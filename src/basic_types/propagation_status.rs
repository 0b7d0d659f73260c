use crate::engine::EmptyDomain;

/// The result of invoking a cardinality propagator. The propagation can either succeed or
/// identify a contradiction, in which case the search backtracks.
pub(crate) type PropagationStatus = Result<(), Inconsistency>;

/// The reason a constraint can no longer be satisfied under the current partial assignment.
#[derive(Clone, Copy, Debug, PartialEq, Eq)]
pub enum Inconsistency {
    /// More than one variable of the group is assigned to true.
    TooManyTrue,
    /// Every variable of an exactly-one group is assigned to false.
    NoCandidate,
    /// A variable was forced to the value opposite to its current one.
    EmptyDomain,
}

impl From<EmptyDomain> for Inconsistency {
    fn from(_: EmptyDomain) -> Self {
        Inconsistency::EmptyDomain
    }
}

◇ ◇ ◇ ◇

## Task to carry out
The answer should be a single number: how many lines in the entries contain "group".

## Your response
2